> Task instructions
Give again the entries below exactly, beginning at the first line and ending at the line with "assert_eq!(ast.token(inner).kind, TokenKind::Fn);".

Collected data entries:

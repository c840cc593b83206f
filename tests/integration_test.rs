// Integration tests for the Zerg front end

use pretty_assertions::assert_eq;

use zerg::lexer::TokenKind;
use zerg::parser::parse;

#[test]
fn test_parse_canonical_program() {
    let source = r#"
// the canonical zerg program
fn main() {
    nop
}
"#;

    let ast = parse(source).expect("Parsing failed");

    let func = ast.children(ast.root())[0];
    assert_eq!(ast.token(func).kind, TokenKind::Fn);

    let head = ast.children(func)[0];
    assert_eq!(ast.token(head).raw, "main");
    assert_eq!(ast.token(head).location.line, 3);

    let body = ast.children(func)[1];
    assert_eq!(ast.token(body).kind, TokenKind::Root);
    assert_eq!(ast.children(body).len(), 1);
    assert_eq!(ast.token(ast.children(body)[0]).kind, TokenKind::Nop);
}

#[test]
fn test_render_canonical_program() {
    let source = "fn main() {\n    nop\n}";
    let ast = parse(source).expect("Parsing failed");

    let expected = "\
.
    └─  fn
        ├─  main
        └─  .
            └─  nop";
    assert_eq!(ast.to_string(), expected);
}

#[test]
fn test_parse_nested_function() {
    let source = r#"
fn outer() {
    fn inner() {
    }
}
"#;

    let ast = parse(source).expect("Parsing failed");

    let outer = ast.children(ast.root())[0];
    assert_eq!(ast.token(outer).kind, TokenKind::Fn);

    let outer_body = ast.children(outer)[1];
    let inner = ast.children(outer_body)[0];
    assert_eq!(ast.token(inner).kind, TokenKind::Fn);
    assert_eq!(ast.token(ast.children(inner)[0]).raw, "inner");

    let inner_body = ast.children(inner)[1];
    assert!(ast.children(inner_body).is_empty());
}

#[test]
fn test_render_nested_function() {
    let source = "fn outer() { fn inner() { nop } }";
    let ast = parse(source).expect("Parsing failed");

    let expected = "\
.
    └─  fn
        ├─  outer
        └─  .
            └─  fn
                ├─  inner
                └─  .
                    └─  nop";
    assert_eq!(ast.to_string(), expected);
}

#[test]
fn test_layout_is_insignificant() {
    // indentation, blank lines, and trailing comments never reach the parser
    let compact = parse("fn main(){nop}").expect("Parsing failed");
    let sprawling = parse("\n\n\tfn   main ( )   // entry point\n\n{\n\tnop\n}\n")
        .expect("Parsing failed");

    assert_eq!(compact.to_string(), sprawling.to_string());
}

#[test]
fn test_parent_links_point_upward() {
    let ast = parse("fn main() { nop }").expect("Parsing failed");

    let func = ast.children(ast.root())[0];
    let body = ast.children(func)[1];
    let nop = ast.children(body)[0];

    assert_eq!(ast.parent(nop), Some(body));
    assert_eq!(ast.parent(body), Some(func));
    assert_eq!(ast.parent(func), Some(ast.root()));
    assert_eq!(ast.parent(ast.root()), None);

    assert!(ast.is_child_of(body, nop));
    assert!(!ast.is_child_of(ast.root(), nop));
    assert!(ast.is_last_child(nop));
}

#[test]
fn test_syntax_errors_report_location() {
    let err = parse("fn main() {\n    print\n}").expect_err("should not parse");
    assert_eq!(
        err.to_string(),
        "Parse error at line 2, column 5: expected a statement, found 'print'"
    );
}

#[test]
fn test_unterminated_parameter_list_fails_fast() {
    let err = parse("fn main(").expect_err("should not parse");
    assert_eq!(
        err.to_string(),
        "Parse error: expected ')' to close the parameter list, but the source ended"
    );
}

#[test]
fn test_missing_close_brace_fails() {
    let err = parse("fn main() { nop").expect_err("should not parse");
    assert!(err.to_string().contains("'}'"));
}

#[test]
fn test_string_statement_is_rejected() {
    // strings lex fine but no statement accepts them yet
    let err = parse("\"hello\"").expect_err("should not parse");
    assert_eq!(err.token.expect("token").kind, TokenKind::Str);
}
//! Lexer (tokenizer) for Zerg source code
//!
//! Converts raw source text into a lazy stream of classified [`Token`]s
//! consumed on demand by the parser. Tokenization runs as four chained
//! refinement stages, each an iterator over the previous one:
//!
//! 1. Coarse segmentation — newlines, comments, whitespace runs, string
//!    literals, and unclassified runs of everything else ([`Lexer`]).
//! 2. Operator extraction — greedy longest-match splitting of operator
//!    characters out of unclassified runs ([`OperatorExtractor`]).
//! 3. Word identification — keyword versus identifier retagging
//!    ([`identify_word`]).
//! 4. Noise removal — whitespace, comments, and newlines are dropped, so
//!    the grammar downstream is layout-insensitive.
//!
//! The lexer never fails. Unterminated strings and comments simply run to
//! the end of input, and stray characters survive as best-effort tokens for
//! the parser to reject.

use std::collections::VecDeque;
use std::fmt;

use once_cell::sync::Lazy;
use rustc_hash::FxHashMap;

use crate::ast::SourceLocation;

/// Characters that stage 2 carves out of unclassified runs.
const OPERATORS: &str = "+-*/%<>&|!^~(){}[]";

/// All token kinds known to the lexer.
///
/// Literal-keyed kinds (operators and reserved words) are identified by
/// their exact spelling via [`TokenKind::from_spelling`]; the remaining
/// kinds are structural and carry no fixed spelling.
#[derive(Debug, Clone, Copy, PartialEq, Eq, Hash)]
pub enum TokenKind {
    /// Synthetic label for tree roots; never produced by the lexer.
    Root,
    /// Stage-1 output awaiting classification by the later stages.
    Unknown,
    Newline,
    Comment,
    /// Reserved for a future layout-sensitive mode; never produced.
    Indent,
    /// Reserved for a future layout-sensitive mode; never produced.
    Dedent,
    Space,
    /// A double-quoted literal, delimiters included, no escape processing.
    Str,
    /// An identifier: any word that is not a reserved keyword.
    Ident,

    // Operators (single and multi-character)
    Plus,       // +
    Minus,      // -
    Star,       // *
    Slash,      // /
    Percent,    // %
    Tilde,      // ~
    PlusPlus,   // ++
    MinusMinus, // --
    Lt,         // <
    Gt,         // >
    Amp,        // &
    Pipe,       // |
    Bang,       // !
    Caret,      // ^
    LtLt,       // <<
    GtGt,       // >>
    LParen,     // (
    RParen,     // )
    LBrace,     // {
    RBrace,     // }
    LBracket,   // [
    RBracket,   // ]
    Arrow,      // ->

    // Reserved keywords
    Fn,
    Print,
    Nop,
}

/// Every literal-keyed kind paired with its exact spelling. No two kinds
/// share a spelling.
const LITERALS: &[(&str, TokenKind)] = &[
    ("+", TokenKind::Plus),
    ("-", TokenKind::Minus),
    ("*", TokenKind::Star),
    ("/", TokenKind::Slash),
    ("%", TokenKind::Percent),
    ("~", TokenKind::Tilde),
    ("++", TokenKind::PlusPlus),
    ("--", TokenKind::MinusMinus),
    ("<", TokenKind::Lt),
    (">", TokenKind::Gt),
    ("&", TokenKind::Amp),
    ("|", TokenKind::Pipe),
    ("!", TokenKind::Bang),
    ("^", TokenKind::Caret),
    ("<<", TokenKind::LtLt),
    (">>", TokenKind::GtGt),
    ("(", TokenKind::LParen),
    (")", TokenKind::RParen),
    ("{", TokenKind::LBrace),
    ("}", TokenKind::RBrace),
    ("[", TokenKind::LBracket),
    ("]", TokenKind::RBracket),
    ("->", TokenKind::Arrow),
    ("fn", TokenKind::Fn),
    ("print", TokenKind::Print),
    ("nop", TokenKind::Nop),
];

static LITERAL_KINDS: Lazy<FxHashMap<&'static str, TokenKind>> =
    Lazy::new(|| LITERALS.iter().copied().collect());

impl TokenKind {
    /// Resolve an exact spelling to its literal-keyed kind.
    pub fn from_spelling(raw: &str) -> Option<TokenKind> {
        LITERAL_KINDS.get(raw).copied()
    }

    /// Whether stage 4 drops tokens of this kind from the stream.
    pub fn is_noise(self) -> bool {
        matches!(
            self,
            TokenKind::Space | TokenKind::Comment | TokenKind::Newline
        )
    }
}

/// A classified, verbatim substring of the source text.
///
/// `raw` preserves the source exactly, including whitespace runs and
/// comment or string delimiters; concatenating the raw text of the stage-1
/// stream reconstructs the original source. `location` is the 1-based line
/// and column of the token's first character.
#[derive(Debug, Clone, PartialEq, Eq)]
pub struct Token {
    pub raw: String,
    pub kind: TokenKind,
    pub location: SourceLocation,
}

impl Token {
    pub fn new(
        raw: impl Into<String>,
        kind: TokenKind,
        location: SourceLocation,
    ) -> Self {
        Self {
            raw: raw.into(),
            kind,
            location,
        }
    }

    /// The synthetic token labelling tree roots.
    pub fn root() -> Self {
        Self::new(".", TokenKind::Root, SourceLocation::new(0, 0))
    }
}

/// Display text: bracketed tags for the kinds with no natural spelling,
/// the raw text otherwise.
impl fmt::Display for Token {
    fn fmt(&self, f: &mut fmt::Formatter<'_>) -> fmt::Result {
        match self.kind {
            TokenKind::Space => write!(f, "[SPACE]"),
            TokenKind::Newline => write!(f, "[NEWLINE]"),
            _ => write!(f, "{}", self.raw),
        }
    }
}

/// Stage 1: coarse segmentation.
///
/// Scans the source left to right, character by character. Only newlines,
/// comments, whitespace runs, and string literals are recognized here;
/// every other maximal run of non-whitespace characters is emitted as one
/// [`TokenKind::Unknown`] token, mixing letters, digits, and operator
/// characters freely. Comment and string openers are only recognized at
/// the start of a token, so `a//b` and `a"b` are single unclassified runs.
pub struct Lexer {
    input: Vec<char>,
    position: usize,
    line: usize,
    column: usize,
}

impl Lexer {
    /// Create a new lexer for the given source string.
    pub fn new(input: &str) -> Self {
        Self {
            input: input.chars().collect(),
            position: 0,
            line: 1,
            column: 1,
        }
    }

    fn peek(&self) -> Option<char> {
        self.input.get(self.position).copied()
    }

    fn current_location(&self) -> SourceLocation {
        SourceLocation::new(self.line, self.column)
    }

    fn advance(&mut self) -> Option<char> {
        let ch = self.peek()?;
        self.position += 1;
        if ch == '\n' {
            self.line += 1;
            self.column = 1;
        } else {
            self.column += 1;
        }
        Some(ch)
    }

    /// Consume characters while `keep` holds, returning the consumed run.
    fn take_while(&mut self, keep: impl Fn(char) -> bool) -> String {
        let mut raw = String::new();
        while let Some(ch) = self.peek() {
            if !keep(ch) {
                break;
            }
            raw.push(ch);
            self.advance();
        }
        raw
    }
}

impl Iterator for Lexer {
    type Item = Token;

    fn next(&mut self) -> Option<Token> {
        let location = self.current_location();
        let ch = self.advance()?;

        let token = match ch {
            '\n' => Token::new("\n", TokenKind::Newline, location),
            '/' if self.peek() == Some('/') => {
                // runs to the next newline, or to the end of input when the
                // final line has no terminator
                let mut raw = String::from(ch);
                raw.push_str(&self.take_while(|c| c != '\n'));
                Token::new(raw, TokenKind::Comment, location)
            }
            '/' => Token::new("/", TokenKind::Unknown, location),
            ' ' | '\t' => {
                let mut raw = String::from(ch);
                raw.push_str(&self.take_while(|c| c == ' ' || c == '\t'));
                Token::new(raw, TokenKind::Space, location)
            }
            '"' => {
                // an unterminated string silently swallows the rest of the
                // source; no escape sequences
                let mut raw = String::from(ch);
                raw.push_str(&self.take_while(|c| c != '"'));
                if let Some(quote) = self.advance() {
                    raw.push(quote);
                }
                Token::new(raw, TokenKind::Str, location)
            }
            _ => {
                let mut raw = String::from(ch);
                raw.push_str(&self.take_while(|c| !matches!(c, ' ' | '\t' | '\n')));
                Token::new(raw, TokenKind::Unknown, location)
            }
        };

        Some(token)
    }
}

/// Stage 2: operator extraction.
///
/// Re-scans every [`TokenKind::Unknown`] token from stage 1, partitioning
/// its text into maximal runs of operator characters versus everything
/// else. Operator runs resolve to literal-keyed kinds by greedy longest
/// match, so `++` stays one increment while `+-` splits into add and
/// subtract. Non-operator chunks are re-emitted unclassified for stage 3;
/// tokens of any other kind pass through untouched.
pub struct OperatorExtractor<I> {
    tokens: I,
    pending: VecDeque<Token>,
}

impl<I> OperatorExtractor<I> {
    pub fn new(tokens: I) -> Self {
        Self {
            tokens,
            pending: VecDeque::new(),
        }
    }

    /// Carve one unclassified run into operator and non-operator chunks.
    ///
    /// Runs never contain whitespace, so every chunk stays on the token's
    /// line and chunk columns follow from the character offset.
    fn split(&mut self, token: Token) {
        let line = token.location.line;
        let mut column = token.location.column;
        let mut chunk_start = column;
        let mut chunk = String::new();
        let mut in_operators = false;

        for ch in token.raw.chars() {
            let is_operator = OPERATORS.contains(ch);
            if chunk.is_empty() {
                in_operators = is_operator;
                chunk_start = column;
            } else if is_operator != in_operators {
                self.emit_chunk(
                    std::mem::take(&mut chunk),
                    in_operators,
                    line,
                    chunk_start,
                );
                in_operators = is_operator;
                chunk_start = column;
            }
            chunk.push(ch);
            column += 1;
        }

        if !chunk.is_empty() {
            self.emit_chunk(chunk, in_operators, line, chunk_start);
        }
    }

    fn emit_chunk(
        &mut self,
        chunk: String,
        is_operators: bool,
        line: usize,
        column: usize,
    ) {
        if is_operators {
            self.match_literals(&chunk, line, column);
        } else {
            self.pending.push_back(Token::new(
                chunk,
                TokenKind::Unknown,
                SourceLocation::new(line, column),
            ));
        }
    }

    /// Greedy longest-match resolution of an operator run: try the whole
    /// remaining run against the spelling table, peeling one character off
    /// the front whenever nothing matches.
    fn match_literals(&mut self, run: &str, line: usize, mut column: usize) {
        let mut rest = run;
        while !rest.is_empty() {
            if let Some(kind) = TokenKind::from_spelling(rest) {
                self.pending.push_back(Token::new(
                    rest,
                    kind,
                    SourceLocation::new(line, column),
                ));
                return;
            }

            // operator characters are single-byte, so byte split is safe
            let (first, remainder) = rest.split_at(1);
            let kind = match TokenKind::from_spelling(first) {
                Some(kind) => kind,
                None => unreachable!(
                    "operator character {first:?} has no single-character kind"
                ),
            };
            self.pending.push_back(Token::new(
                first,
                kind,
                SourceLocation::new(line, column),
            ));
            rest = remainder;
            column += 1;
        }
    }
}

impl<I: Iterator<Item = Token>> Iterator for OperatorExtractor<I> {
    type Item = Token;

    fn next(&mut self) -> Option<Token> {
        loop {
            if let Some(token) = self.pending.pop_front() {
                return Some(token);
            }

            let token = self.tokens.next()?;
            if token.kind != TokenKind::Unknown {
                return Some(token);
            }
            self.split(token);
        }
    }
}

/// Stage 3: word identification.
///
/// A surviving unclassified token is matched whole against the reserved
/// words; anything unreserved becomes an identifier. Digit-only text is an
/// identifier like any other: numeric literals are not recognized in this
/// front end.
pub fn identify_word(token: Token) -> Token {
    if token.kind != TokenKind::Unknown {
        return token;
    }

    let kind = TokenKind::from_spelling(&token.raw).unwrap_or(TokenKind::Ident);
    Token { kind, ..token }
}

/// Tokenize Zerg source into the noise-free token stream the parser
/// consumes.
///
/// The stream is lazy — tokens are produced one at a time as the caller
/// pulls them — and single-use. Re-tokenizing a source just means calling
/// this again; the pipeline keeps no state between invocations.
pub fn tokenize(source: &str) -> impl Iterator<Item = Token> {
    OperatorExtractor::new(Lexer::new(source))
        .map(identify_word)
        .filter(|token| !token.kind.is_noise())
}
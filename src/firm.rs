//! Insurers and reinsurers.
//!
//! Both roles share one [`Firm`] type: the same cash, book, ledger and
//! capacity arithmetic. [`Role`] switches the few steps that differ (which
//! pool a firm draws from, whether it buys cover, how it renews). The
//! per-tick sequence that touches other agents lives in [`crate::cycle`];
//! this module holds the firm's own state and the arithmetic behind its
//! decisions.

use serde::{Deserialize, Serialize};

use crate::config::{CapacityConfig, ReinsuranceType, SimulationConfig};
use crate::contract::Contracts;
use crate::ledger::ObligationLedger;
use crate::profile::ReinsuranceProfile;
use crate::risk::{RiskProperties, UnderwrittenRisk};
use crate::riskmodel::RiskModel;
use crate::types::{ContractId, FirmId};

/// Share of starting cash a new firm aims to keep as capacity.
const INITIAL_CAPACITY_TARGET_SHARE: f64 = 0.9;

#[derive(Debug, Clone, Copy, PartialEq, Eq, Serialize, Deserialize)]
pub enum Role {
    Insurer,
    Reinsurer,
}

/// Behavioural parameters, fixed for the firm's life.
#[derive(Debug, Clone, PartialEq, Serialize, Deserialize)]
pub struct FirmParams {
    pub capacity: CapacityConfig,
    pub dividend_share_of_profits: f64,
    pub interest_rate: f64,
    pub reinsurance_type: ReinsuranceType,
    pub deductible_fraction: f64,
    pub limit_fraction: f64,
    pub premium_share: f64,
    pub min_tranches: usize,
    pub balance_ratio: f64,
    pub recursion_limit: usize,
    pub retention: f64,
    pub mean_runtime: u64,
    pub runtime_halfspread: u64,
    pub payment_period: u64,
    pub expire_immediately: bool,
    pub cat_bond_per_value_premium: f64,
}

impl FirmParams {
    pub fn from_config(config: &SimulationConfig, role: Role) -> Self {
        let class = match role {
            Role::Insurer => &config.insurers,
            Role::Reinsurer => &config.reinsurers,
        };
        FirmParams {
            capacity: config.capacity.clone(),
            dividend_share_of_profits: config.dividend_share_of_profits,
            interest_rate: config.interest_rate,
            reinsurance_type: config.reinsurance.reinsurance_type,
            deductible_fraction: config.reinsurance.deductible_fraction,
            limit_fraction: config.reinsurance.limit_fraction,
            premium_share: config.pricing.reinsurance_premium_share,
            min_tranches: config.reinsurance.min_tranches,
            balance_ratio: class.balance_ratio,
            recursion_limit: class.recursion_limit,
            retention: class.retention,
            mean_runtime: config.contracts.mean_runtime,
            runtime_halfspread: config.contracts.runtime_halfspread,
            payment_period: config.contracts.payment_period,
            expire_immediately: config.expire_immediately,
            cat_bond_per_value_premium: config.pricing.cat_bond_per_value_premium,
        }
    }
}

/// Aggregate of a firm's book in one category.
#[derive(Debug, Clone, Copy, PartialEq, Default)]
pub struct CategoryExposure {
    pub total_value: f64,
    pub average_risk_factor: f64,
    pub number_risks: usize,
    pub periodized_total_premium: f64,
}

#[derive(Debug, Clone, PartialEq, Serialize, Deserialize)]
pub struct Firm {
    pub id: FirmId,
    pub role: Role,
    pub cash: f64,
    pub capacity_target: f64,
    pub excess_capital: f64,
    /// Income minus outgoings (dividends excluded) in the current tick.
    pub profits_losses: f64,
    pub per_period_dividend: f64,
    pub operational: bool,
    pub contracts: Vec<ContractId>,
    pub obligations: ObligationLedger,
    pub profile: ReinsuranceProfile,
    pub risk_model: RiskModel,
    /// Maturing risks held back to be renewed next tick.
    pub risks_kept: Vec<RiskProperties>,
    /// Number of new risks this firm may take from its pool this tick.
    pub risk_weight: usize,
    /// Cash reported when the firm last drew from its pool.
    pub weight_basis: f64,
    pub params: FirmParams,
}

impl Firm {
    pub fn new(id: FirmId, role: Role, cash: f64, risk_model: RiskModel, params: FirmParams) -> Self {
        let categories = risk_model.categories();
        let profile = ReinsuranceProfile::new(id, categories, params.deductible_fraction, params.limit_fraction);
        Firm {
            id,
            role,
            cash,
            capacity_target: cash * INITIAL_CAPACITY_TARGET_SHARE,
            excess_capital: cash,
            profits_losses: 0.0,
            per_period_dividend: 0.0,
            operational: true,
            contracts: Vec::new(),
            obligations: ObligationLedger::new(),
            profile,
            risk_model,
            risks_kept: Vec::new(),
            risk_weight: 0,
            weight_basis: cash,
            params,
        }
    }

    pub fn receive(&mut self, amount: f64) {
        self.cash += amount;
        self.profits_losses += amount;
    }

    // ── Capacity ──────────────────────────────────────────────────────────────

    /// `max_var` grossed up by the exposure the firm could still lay off:
    /// the uncovered share of its reinsurable band, averaged over categories.
    pub fn reinsurance_var_estimate(&self, max_var: f64) -> f64 {
        max_var * (1.0 + self.profile.mean_uncovered_band_fraction())
    }

    /// Move the capacity target by a fixed factor when the target/VaR ratio
    /// leaves the hysteresis band; leave it alone inside the band.
    pub fn adjust_capacity_target(&mut self, max_var: f64) {
        let estimate = self.reinsurance_var_estimate(max_var);
        let denominator = max_var + estimate;
        let ratio = if denominator == 0.0 {
            f64::INFINITY
        } else {
            (self.capacity_target + estimate) / denominator
        };
        let c = &self.params.capacity;
        if ratio > c.increment_threshold {
            self.capacity_target *= c.increment_factor;
        } else if ratio < c.decrement_threshold {
            self.capacity_target *= c.decrement_factor;
        }
    }

    /// Capacity counts potential reinsurance only while cash covers the VaR.
    pub fn get_capacity(&self, max_var: f64) -> f64 {
        if max_var < self.cash {
            self.cash + self.reinsurance_var_estimate(max_var)
        } else {
            self.cash
        }
    }

    // ── Dividends ─────────────────────────────────────────────────────────────

    pub fn adjust_dividends(&mut self, actual_capacity: f64) {
        self.per_period_dividend = if actual_capacity < self.capacity_target {
            0.0
        } else {
            (self.params.dividend_share_of_profits * self.profits_losses).max(0.0)
        };
    }

    // ── Book characterisation ─────────────────────────────────────────────────

    /// Live contracts of this firm in `category`, in book order.
    fn book_in<'a>(&'a self, category: usize, contracts: &'a Contracts) -> impl Iterator<Item = &'a crate::contract::Contract> + 'a {
        self.contracts
            .iter()
            .filter_map(move |&id| contracts.get(id))
            .filter(move |c| c.category == category)
    }

    pub fn category_exposure(&self, category: usize, contracts: &Contracts) -> CategoryExposure {
        let mut exposure = CategoryExposure::default();
        let mut risk_factor_sum = 0.0;
        for c in self.book_in(category, contracts) {
            exposure.total_value += c.value;
            exposure.number_risks += 1;
            exposure.periodized_total_premium += c.periodized_premium;
            risk_factor_sum += c.risk_factor;
        }
        if exposure.number_risks > 0 {
            exposure.average_risk_factor = risk_factor_sum / exposure.number_risks as f64;
        }
        exposure
    }

    /// Premium earned per unit of value in `category` over contract runtimes.
    pub fn average_premium(&self, category: usize, contracts: &Contracts) -> f64 {
        let (weighted_premium, value) = self
            .book_in(category, contracts)
            .fold((0.0, 0.0), |(p, v), c| (p + c.periodized_premium * c.runtime as f64, v + c.value));
        if value > 0.0 { weighted_premium / value } else { 0.0 }
    }

    /// The book as the risk model sees it; fully ceded contracts are left out.
    pub fn underwritten_risks(&self, contracts: &Contracts) -> Vec<UnderwrittenRisk> {
        self.contracts
            .iter()
            .filter_map(|&id| contracts.get(id))
            .filter(|c| c.reinsurance_share != Some(1.0))
            .map(|c| c.underwritten_risk())
            .collect()
    }

    // ── Underwriting rule ─────────────────────────────────────────────────────

    /// Accept a risk only if reserved cash stays balanced across categories:
    /// either its dispersion, scaled by how much of the firm's cash is
    /// tied up, stays within `balance_ratio` of the mean, or the risk makes
    /// the spread narrower. Returns the decision and the updated cash left.
    pub fn balanced_portfolio(&self, risk: &RiskProperties, cash_left: &[f64], var_per_risk: &[f64]) -> (bool, Vec<f64>) {
        let reserved: Vec<f64> = cash_left.iter().map(|left| self.cash - left).collect();
        let (_, std_pre) = mean_std(&reserved);

        let mut reserved_post = reserved.clone();
        let added = if risk.is_excess_of_loss() {
            self.risk_model.expected_layer_claim(
                risk.category,
                risk.value,
                risk.risk_factor,
                risk.deductible_fraction(),
                risk.limit_fraction(),
            ) * self.risk_model.margin_of_safety()
        } else {
            var_per_risk.get(risk.category).copied().unwrap_or(0.0)
        };
        reserved_post[risk.category] += added;

        let (mean, std_post) = mean_std(&reserved_post);
        let total_reserved: f64 = reserved_post.iter().sum();
        let utilisation = if self.cash > 0.0 { total_reserved / self.cash } else { f64::INFINITY };

        if std_post * utilisation <= self.params.balance_ratio * mean || std_post < std_pre {
            (true, reserved_post.iter().map(|r| self.cash - r).collect())
        } else {
            (false, cash_left.to_vec())
        }
    }

    /// Draw a contract runtime uniformly from `mean ± halfspread`.
    pub fn draw_runtime(&self, rng: &mut impl rand::Rng) -> u64 {
        let lo = self.params.mean_runtime - self.params.runtime_halfspread;
        let hi = self.params.mean_runtime + self.params.runtime_halfspread;
        rng.random_range(lo..=hi)
    }
}

fn mean_std(values: &[f64]) -> (f64, f64) {
    if values.is_empty() {
        return (0.0, 0.0);
    }
    let n = values.len() as f64;
    let mean = values.iter().sum::<f64>() / n;
    let var = values.iter().map(|v| (v - mean).powi(2)).sum::<f64>() / n;
    (mean, var.sqrt())
}

/// Group risks by category, preserving arrival order within each category.
pub fn risks_by_category(risks: Vec<RiskProperties>, categories: usize) -> Vec<Vec<Option<RiskProperties>>> {
    let mut grouped = vec![Vec::new(); categories];
    for risk in risks {
        let category = risk.category;
        grouped[category].push(Some(risk));
    }
    grouped
}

> Problem solution
repository c840cc593b83206f
filename tests/integration_test.rs
// Integration tests for the Zerg front end

use pretty_assertions::assert_eq;

use zerg::lexer::TokenKind;
use zerg::parser::parse;

#[test]
fn test_parse_canonical_program() {
    let source = r#"
// the canonical zerg program
fn main() {
    nop
}
"#;

    let ast = parse(source).expect("Parsing failed");

    let func = ast.children(ast.root())[0];
    assert_eq!(ast.token(func).kind, TokenKind::Fn);

    let head = ast.children(func)[0];
    assert_eq!(ast.token(head).raw, "main");
    assert_eq!(ast.token(head).location.line, 3);

    let body = ast.children(func)[1];
    assert_eq!(ast.token(body).kind, TokenKind::Root);
    assert_eq!(ast.children(body).len(), 1);
    assert_eq!(ast.token(ast.children(body)[0]).kind, TokenKind::Nop);
}

#[test]
fn test_render_canonical_program() {
    let source = "fn main() {\n    nop\n}";
    let ast = parse(source).expect("Parsing failed");

    let expected = "\
.
    └─  fn
        ├─  main
        └─  .
            └─  nop";
    assert_eq!(ast.to_string(), expected);
}

#[test]
fn test_parse_nested_function() {
    let source = r#"
fn outer() {
    fn inner() {
    }
}
"#;

    let ast = parse(source).expect("Parsing failed");

    let outer = ast.children(ast.root())[0];
    assert_eq!(ast.token(outer).kind, TokenKind::Fn);

    let outer_body = ast.children(outer)[1];
    let inner = ast.children(outer_body)[0];
    assert_eq!(ast.token(inner).kind, TokenKind::Fn);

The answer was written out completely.